The Greater Swiss Mountain Dog is willing and eager to please. It’s excellent with the children, sweet, devoted and easy-going. It is also good with the other pets in the family and quickly warms up to invited newcomers. You should not confine the dog to its kennel because it loves being around the family. The Greater Swiss Mountain Dog needs lots of room to run and exercise. This is a good dog for having a big back yard or a farm, or a big country home with lots of land.
The number one heath problems amongst Greater Swiss Mountain Dogs is obesity, so always make sure your dog doesn't get to fat. Many foot problems that Greater Swiss Mountain Dogs have are just an issue of long toenails. These are some of the diseases that the Greater Swiss Mountain Dog: Swissy Lick, Panosteitis, Entropion, Distichiasis, Cataracts, Splenic Torsion, Gastric Torsion, Patellar Luxation, Osteochondrosis Dissecans (OCD), Elbow Dysplasia, Hip Dysplasia.
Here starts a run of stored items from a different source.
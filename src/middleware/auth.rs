// SPDX-License-Identifier: MIT

//! Bearer-token session authentication.
//!
//! Token service: signed, time-limited HS256 JWTs carrying the user ID as
//! subject. No revocation list; invalidation is only by expiry or signing-key
//! rotation.

use crate::error::AppError;
use crate::models::User;
use crate::AppState;
use axum::{
    extract::{Request, State},
    http::{header, HeaderMap},
    middleware::Next,
    response::Response,
};
use jsonwebtoken::{decode, encode, Algorithm, DecodingKey, EncodingKey, Header, Validation};
use serde::{Deserialize, Serialize};
use std::sync::Arc;
use std::time::{SystemTime, UNIX_EPOCH};
use uuid::Uuid;

/// JWT claims structure.
#[derive(Debug, Serialize, Deserialize, Clone)]
pub struct Claims {
    /// Subject (user ID)
    pub sub: String,
    /// Expiration time (Unix timestamp)
    pub exp: usize,
    /// Issued at (Unix timestamp)
    pub iat: usize,
}

/// Token verification failures.
#[derive(Debug, thiserror::Error, PartialEq, Eq)]
pub enum TokenError {
    #[error("invalid token")]
    Invalid,
    #[error("token expired")]
    Expired,
}

/// Authenticated user attached to the request by [`require_auth`].
#[derive(Debug, Clone)]
pub struct CurrentUser(pub User);

/// Create a signed session token for a user.
pub fn issue_session_token(
    user_id: Uuid,
    signing_key: &[u8],
    ttl_days: u64,
) -> anyhow::Result<String> {
    let now = SystemTime::now().duration_since(UNIX_EPOCH)?.as_secs() as usize;

    let claims = Claims {
        sub: user_id.to_string(),
        iat: now,
        exp: now + (ttl_days as usize) * 24 * 60 * 60,
    };

    Ok(encode(
        &Header::new(Algorithm::HS256),
        &claims,
        &EncodingKey::from_secret(signing_key),
    )?)
}

/// Verify a session token and return the embedded user ID.
pub fn verify_session_token(token: &str, signing_key: &[u8]) -> Result<Uuid, TokenError> {
    let key = DecodingKey::from_secret(signing_key);
    let validation = Validation::new(Algorithm::HS256);

    let token_data = decode::<Claims>(token, &key, &validation).map_err(|e| match e.kind() {
        jsonwebtoken::errors::ErrorKind::ExpiredSignature => TokenError::Expired,
        _ => TokenError::Invalid,
    })?;

    token_data
        .claims
        .sub
        .parse()
        .map_err(|_| TokenError::Invalid)
}

/// Extract the token from an `Authorization: Bearer <token>` header.
pub fn bearer_token(headers: &HeaderMap) -> Option<&str> {
    headers
        .get(header::AUTHORIZATION)
        .and_then(|h| h.to_str().ok())
        .and_then(|h| h.strip_prefix("Bearer "))
        .filter(|t| !t.is_empty())
}

/// Resolve the authenticated user for a request, if any.
///
/// Missing/malformed headers, invalid or expired tokens, and unknown user IDs
/// all resolve to `Ok(None)` rather than errors; only store failures
/// propagate. Read-only.
pub async fn authenticate(
    state: &AppState,
    headers: &HeaderMap,
) -> Result<Option<User>, AppError> {
    let Some(token) = bearer_token(headers) else {
        return Ok(None);
    };

    let user_id = match verify_session_token(token, &state.config.jwt_signing_key) {
        Ok(id) => id,
        Err(e) => {
            tracing::debug!(error = %e, "Rejected session token");
            return Ok(None);
        }
    };

    state.db.get_user(user_id).await
}

/// Middleware that requires valid bearer-token authentication.
///
/// Inserts [`CurrentUser`] into request extensions on success.
pub async fn require_auth(
    State(state): State<Arc<AppState>>,
    mut request: Request,
    next: Next,
) -> Result<Response, AppError> {
    let user = authenticate(&state, request.headers())
        .await?
        .ok_or(AppError::Unauthorized)?;

    request.extensions_mut().insert(CurrentUser(user));

    Ok(next.run(request).await)
}

#[cfg(test)]
mod tests {
    use super::*;
    use axum::http::HeaderValue;

    const KEY: &[u8] = b"test_signing_key_32_bytes_long!!";

    #[test]
    fn test_token_round_trip() {
        let user_id = Uuid::new_v4();
        let token = issue_session_token(user_id, KEY, 30).unwrap();

        assert_eq!(verify_session_token(&token, KEY), Ok(user_id));
    }

    #[test]
    fn test_wrong_key_is_invalid() {
        let token = issue_session_token(Uuid::new_v4(), KEY, 30).unwrap();

        let err = verify_session_token(&token, b"another_signing_key_32_bytes!!!!").unwrap_err();
        assert_eq!(err, TokenError::Invalid);
    }

    #[test]
    fn test_expired_token() {
        let now = SystemTime::now()
            .duration_since(UNIX_EPOCH)
            .unwrap()
            .as_secs() as usize;

        // Expired well past the default validation leeway.
        let claims = Claims {
            sub: Uuid::new_v4().to_string(),
            iat: now - 7200,
            exp: now - 3600,
        };
        let token = encode(
            &Header::new(Algorithm::HS256),
            &claims,
            &EncodingKey::from_secret(KEY),
        )
        .unwrap();

        assert_eq!(verify_session_token(&token, KEY), Err(TokenError::Expired));
    }

    #[test]
    fn test_non_uuid_subject_is_invalid() {
        let now = SystemTime::now()
            .duration_since(UNIX_EPOCH)
            .unwrap()
            .as_secs() as usize;

        let claims = Claims {
            sub: "12345".to_string(),
            iat: now,
            exp: now + 3600,
        };
        let token = encode(
            &Header::new(Algorithm::HS256),
            &claims,
            &EncodingKey::from_secret(KEY),
        )
        .unwrap();

        assert_eq!(verify_session_token(&token, KEY), Err(TokenError::Invalid));
    }

    #[test]
    fn test_bearer_token_extraction() {
        let mut headers = HeaderMap::new();
        assert_eq!(bearer_token(&headers), None);

        headers.insert(header::AUTHORIZATION, HeaderValue::from_static("Basic abc"));
        assert_eq!(bearer_token(&headers), None);

        headers.insert(header::AUTHORIZATION, HeaderValue::from_static("Bearer "));
        assert_eq!(bearer_token(&headers), None);

        headers.insert(
            header::AUTHORIZATION,
            HeaderValue::from_static("Bearer abc.def.ghi"),
        );
        assert_eq!(bearer_token(&headers), Some("abc.def.ghi"));
    }
}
At the end of the 1960s the first Greater Swiss Mountain Dogs were brought to the United States. Following coming to the U.S, the Greater Swiss Mountain Dog Club in America formed. The Greater Swiss Mountain Dog in 1995 was recognized by the American Kennel Club, as a Working Group classification.
Only humans and dogs have prostates and a dog doesn't have an appendix.
Greater Swiss Mountain Dog’s nose prints can be used to identify them, their nose prints are like a humans finger print. It is a Fact a Greater Swiss Mountain Dog smells more than 1,000 times stronger than that of a human. A Greater Swiss Mountain Dog’s nose, secretes a thin layer of mucous that helps it absorb scent, after that they lick their noses and sample the scent through their mouth.
A Greater Swiss Mountain Dog’s mouth can apply approximately 150 to 200 pounds of pressure per square inch and an American Pit Bull Terrier, German Shepherd Dog and a rottweiler can have 320 LBS of pressure on avg.